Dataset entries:
━━━━━━

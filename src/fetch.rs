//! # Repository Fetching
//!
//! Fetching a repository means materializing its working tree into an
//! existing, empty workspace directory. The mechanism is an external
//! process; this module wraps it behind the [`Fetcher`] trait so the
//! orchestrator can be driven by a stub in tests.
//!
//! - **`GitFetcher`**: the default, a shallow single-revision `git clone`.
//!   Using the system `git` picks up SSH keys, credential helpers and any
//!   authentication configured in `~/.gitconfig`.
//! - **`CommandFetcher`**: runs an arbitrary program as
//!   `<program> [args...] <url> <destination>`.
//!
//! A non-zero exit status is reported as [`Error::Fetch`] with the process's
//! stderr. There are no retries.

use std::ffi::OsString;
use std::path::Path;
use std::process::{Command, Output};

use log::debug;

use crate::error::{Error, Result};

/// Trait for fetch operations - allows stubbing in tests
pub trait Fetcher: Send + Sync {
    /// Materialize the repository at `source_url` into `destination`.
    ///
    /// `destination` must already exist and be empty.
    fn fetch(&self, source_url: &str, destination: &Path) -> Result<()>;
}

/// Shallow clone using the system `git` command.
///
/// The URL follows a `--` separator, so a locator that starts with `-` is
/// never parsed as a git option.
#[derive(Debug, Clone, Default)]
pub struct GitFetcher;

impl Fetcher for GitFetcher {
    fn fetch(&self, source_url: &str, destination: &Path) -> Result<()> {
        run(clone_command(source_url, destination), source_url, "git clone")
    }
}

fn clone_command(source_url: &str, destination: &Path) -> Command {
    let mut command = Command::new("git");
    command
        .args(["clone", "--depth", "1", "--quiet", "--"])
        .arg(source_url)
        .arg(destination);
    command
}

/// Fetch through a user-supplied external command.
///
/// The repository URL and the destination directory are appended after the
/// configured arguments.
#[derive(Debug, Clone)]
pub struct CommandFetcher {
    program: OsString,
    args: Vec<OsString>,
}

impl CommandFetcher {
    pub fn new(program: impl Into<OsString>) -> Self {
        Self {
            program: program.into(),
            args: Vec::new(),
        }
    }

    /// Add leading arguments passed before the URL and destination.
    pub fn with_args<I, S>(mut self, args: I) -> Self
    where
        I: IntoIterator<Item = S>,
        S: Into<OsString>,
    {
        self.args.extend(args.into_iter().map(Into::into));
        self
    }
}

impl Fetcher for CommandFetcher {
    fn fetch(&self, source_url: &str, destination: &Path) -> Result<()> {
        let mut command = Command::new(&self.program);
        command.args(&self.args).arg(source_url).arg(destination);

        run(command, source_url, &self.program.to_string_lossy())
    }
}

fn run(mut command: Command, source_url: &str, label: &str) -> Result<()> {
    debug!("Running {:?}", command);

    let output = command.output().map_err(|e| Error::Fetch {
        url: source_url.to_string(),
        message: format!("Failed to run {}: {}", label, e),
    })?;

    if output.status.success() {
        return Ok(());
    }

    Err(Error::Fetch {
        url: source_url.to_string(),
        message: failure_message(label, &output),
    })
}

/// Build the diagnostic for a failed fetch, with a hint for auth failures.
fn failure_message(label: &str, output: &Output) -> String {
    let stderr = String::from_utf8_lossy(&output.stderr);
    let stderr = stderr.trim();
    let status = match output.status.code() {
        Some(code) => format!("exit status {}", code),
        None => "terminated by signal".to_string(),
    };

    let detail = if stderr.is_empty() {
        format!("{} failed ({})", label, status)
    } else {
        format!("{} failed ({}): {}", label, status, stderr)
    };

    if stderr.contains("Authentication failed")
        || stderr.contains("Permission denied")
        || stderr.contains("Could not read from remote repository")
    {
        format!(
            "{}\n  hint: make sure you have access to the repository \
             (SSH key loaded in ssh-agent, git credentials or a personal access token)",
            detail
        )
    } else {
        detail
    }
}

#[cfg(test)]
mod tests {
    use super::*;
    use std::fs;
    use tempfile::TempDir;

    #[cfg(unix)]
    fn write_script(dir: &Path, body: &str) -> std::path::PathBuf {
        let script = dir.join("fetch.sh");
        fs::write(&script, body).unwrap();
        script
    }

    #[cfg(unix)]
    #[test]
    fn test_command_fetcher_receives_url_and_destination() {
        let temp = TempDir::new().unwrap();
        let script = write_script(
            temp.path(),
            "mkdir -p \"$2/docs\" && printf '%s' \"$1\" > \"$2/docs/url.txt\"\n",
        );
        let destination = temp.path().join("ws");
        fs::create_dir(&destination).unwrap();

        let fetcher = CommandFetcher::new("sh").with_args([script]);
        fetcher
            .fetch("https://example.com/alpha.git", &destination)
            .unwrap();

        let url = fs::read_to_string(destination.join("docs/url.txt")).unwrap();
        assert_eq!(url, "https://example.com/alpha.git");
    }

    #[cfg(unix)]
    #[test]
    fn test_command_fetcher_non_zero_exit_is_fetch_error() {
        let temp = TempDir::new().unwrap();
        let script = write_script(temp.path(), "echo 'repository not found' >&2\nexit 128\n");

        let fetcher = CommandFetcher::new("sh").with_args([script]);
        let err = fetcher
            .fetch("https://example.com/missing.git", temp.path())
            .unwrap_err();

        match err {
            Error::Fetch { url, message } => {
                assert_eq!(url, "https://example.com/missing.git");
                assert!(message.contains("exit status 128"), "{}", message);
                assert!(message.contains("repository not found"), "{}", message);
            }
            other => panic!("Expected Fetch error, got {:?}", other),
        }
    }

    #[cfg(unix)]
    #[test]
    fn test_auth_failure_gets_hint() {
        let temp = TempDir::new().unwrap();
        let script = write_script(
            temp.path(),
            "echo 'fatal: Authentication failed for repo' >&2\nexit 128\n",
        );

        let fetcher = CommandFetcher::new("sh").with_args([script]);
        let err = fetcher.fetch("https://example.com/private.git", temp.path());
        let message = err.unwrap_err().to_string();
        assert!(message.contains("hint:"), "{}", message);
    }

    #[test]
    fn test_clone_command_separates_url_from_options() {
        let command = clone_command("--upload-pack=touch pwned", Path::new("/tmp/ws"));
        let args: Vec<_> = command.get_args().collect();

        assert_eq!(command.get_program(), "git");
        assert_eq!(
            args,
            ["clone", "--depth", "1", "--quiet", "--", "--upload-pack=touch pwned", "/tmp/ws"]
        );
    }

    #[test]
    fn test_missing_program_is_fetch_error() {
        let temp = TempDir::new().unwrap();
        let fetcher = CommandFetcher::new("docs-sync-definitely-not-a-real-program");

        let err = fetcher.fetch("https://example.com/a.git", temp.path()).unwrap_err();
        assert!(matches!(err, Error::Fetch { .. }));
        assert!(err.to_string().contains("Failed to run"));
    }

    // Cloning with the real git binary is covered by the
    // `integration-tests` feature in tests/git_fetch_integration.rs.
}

━━━━━━

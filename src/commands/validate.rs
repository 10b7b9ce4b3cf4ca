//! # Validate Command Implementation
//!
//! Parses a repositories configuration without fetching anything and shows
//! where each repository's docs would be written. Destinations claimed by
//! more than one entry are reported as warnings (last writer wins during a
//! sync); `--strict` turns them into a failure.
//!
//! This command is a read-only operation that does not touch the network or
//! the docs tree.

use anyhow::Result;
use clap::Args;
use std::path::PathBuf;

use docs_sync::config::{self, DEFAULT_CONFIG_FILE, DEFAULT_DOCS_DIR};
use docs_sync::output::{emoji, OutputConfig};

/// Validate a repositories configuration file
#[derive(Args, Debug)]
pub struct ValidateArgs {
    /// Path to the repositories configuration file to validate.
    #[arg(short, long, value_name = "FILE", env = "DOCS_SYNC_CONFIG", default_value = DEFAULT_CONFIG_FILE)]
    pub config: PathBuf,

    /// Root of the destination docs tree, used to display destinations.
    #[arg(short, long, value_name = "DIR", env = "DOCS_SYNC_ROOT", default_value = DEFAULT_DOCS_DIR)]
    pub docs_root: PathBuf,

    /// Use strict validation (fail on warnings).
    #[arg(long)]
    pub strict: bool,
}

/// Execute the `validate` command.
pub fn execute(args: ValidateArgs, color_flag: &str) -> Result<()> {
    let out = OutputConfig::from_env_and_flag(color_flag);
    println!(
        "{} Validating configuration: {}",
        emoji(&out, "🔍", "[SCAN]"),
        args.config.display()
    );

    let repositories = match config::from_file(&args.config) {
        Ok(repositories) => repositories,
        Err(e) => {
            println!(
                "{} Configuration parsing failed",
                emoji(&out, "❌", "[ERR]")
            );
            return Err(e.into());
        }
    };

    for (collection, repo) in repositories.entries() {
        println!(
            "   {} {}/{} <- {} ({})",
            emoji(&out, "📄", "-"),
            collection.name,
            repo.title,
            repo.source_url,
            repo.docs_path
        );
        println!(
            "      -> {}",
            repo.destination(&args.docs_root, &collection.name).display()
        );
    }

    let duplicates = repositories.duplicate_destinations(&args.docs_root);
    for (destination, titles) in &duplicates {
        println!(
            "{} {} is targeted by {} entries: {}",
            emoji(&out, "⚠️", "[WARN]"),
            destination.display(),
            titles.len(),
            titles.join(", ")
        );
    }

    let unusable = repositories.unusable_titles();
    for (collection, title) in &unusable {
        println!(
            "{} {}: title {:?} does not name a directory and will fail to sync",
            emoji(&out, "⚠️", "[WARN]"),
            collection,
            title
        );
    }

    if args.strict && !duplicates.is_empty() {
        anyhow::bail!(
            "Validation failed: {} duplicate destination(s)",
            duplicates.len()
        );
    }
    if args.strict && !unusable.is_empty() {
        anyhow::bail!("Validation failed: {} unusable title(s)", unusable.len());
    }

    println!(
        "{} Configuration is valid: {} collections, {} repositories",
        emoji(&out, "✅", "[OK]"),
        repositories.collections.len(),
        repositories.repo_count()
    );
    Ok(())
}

━━━━━━

Brief: Among the entries above, how many lines include the word "strict"? Reply with the number only.

Response to this exercise: 5